EXCERPTED DATA Start Marker

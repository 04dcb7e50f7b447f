//! Timestamp sidecars (`video_transcripts/**/*.timestamps.json`).
//!
//! A sidecar is a JSON array of `{"text": "...", "start": "M:SS"}` entries.
//! Bad entries are reported by index and dropped; the rest are kept.

use crate::excerpt::video::{format_timestamp, parse_timestamp};
use crate::models::{ParseOutcome, TimestampEntry, TimestampSidecar};
use coursemark_types::ContentError;
use serde_json::Value;

pub fn parse_timestamps(content: &str, path: &str) -> ParseOutcome<TimestampSidecar> {
    let mut errors = Vec::new();

    let root: Value = match serde_json::from_str(content) {
        Ok(value) => value,
        Err(e) => {
            errors.push(
                ContentError::error(path, format!("Invalid JSON in timestamps file: {}", e))
                    .at_line(e.line().max(1)),
            );
            return ParseOutcome::failed(errors);
        }
    };
    let Value::Array(items) = root else {
        errors.push(
            ContentError::error(path, "Timestamps file must be a JSON array of entries")
                .at_line(1)
                .with_suggestion(r#"[{"text": "...", "start": "0:00"}]"#),
        );
        return ParseOutcome::failed(errors);
    };

    let mut entries = Vec::with_capacity(items.len());
    for (index, item) in items.iter().enumerate() {
        if let Some(entry) = parse_entry(index, item, path, &mut errors) {
            entries.push(entry);
        }
    }

    ParseOutcome::new(
        Some(TimestampSidecar {
            path: path.to_string(),
            entries,
        }),
        errors,
    )
}

fn parse_entry(
    index: usize,
    item: &Value,
    path: &str,
    errors: &mut Vec<ContentError>,
) -> Option<TimestampEntry> {
    let Value::Object(fields) = item else {
        errors.push(ContentError::error(
            path,
            format!("Entry {}: expected an object with 'text' and 'start'", index),
        ));
        return None;
    };

    let text = match fields.get("text") {
        Some(Value::String(text)) => text.clone(),
        _ => {
            errors.push(ContentError::error(
                path,
                format!("Entry {}: 'text' must be a string", index),
            ));
            return None;
        }
    };

    let start = match fields.get("start") {
        Some(Value::String(raw)) => match parse_timestamp(raw) {
            Some(seconds) => seconds,
            None => {
                errors.push(
                    ContentError::error(
                        path,
                        format!(
                            "Entry {}: 'start' value '{}' is not a valid timestamp",
                            index, raw
                        ),
                    )
                    .with_suggestion("Use \"M:SS\" or \"H:MM:SS\""),
                );
                return None;
            }
        },
        Some(Value::Number(n)) => {
            let mut error = ContentError::error(
                path,
                format!(
                    "Entry {}: 'start' must be a string like \"M:SS\", found number {}",
                    index, n
                ),
            );
            if let Some(seconds) = n.as_f64().filter(|s| s.is_finite() && *s >= 0.0) {
                let suggestion = format!("\"start\": \"{}\"", format_timestamp(seconds));
                error = error.with_suggestion(suggestion);
            }
            errors.push(error);
            return None;
        }
        _ => {
            errors.push(ContentError::error(
                path,
                format!("Entry {}: missing 'start' timestamp", index),
            ));
            return None;
        }
    };

    Some(TimestampEntry { text, start })
}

EXCERPTED DATA End Marker

● ASSIGNMENT:
Where a line of the records includes "file", copy it.

● ANSWER TO THE EXERCISE:
                ContentError::error(path, format!("Invalid JSON in timestamps file: {}", e))
            ContentError::error(path, "Timestamps file must be a JSON array of entries")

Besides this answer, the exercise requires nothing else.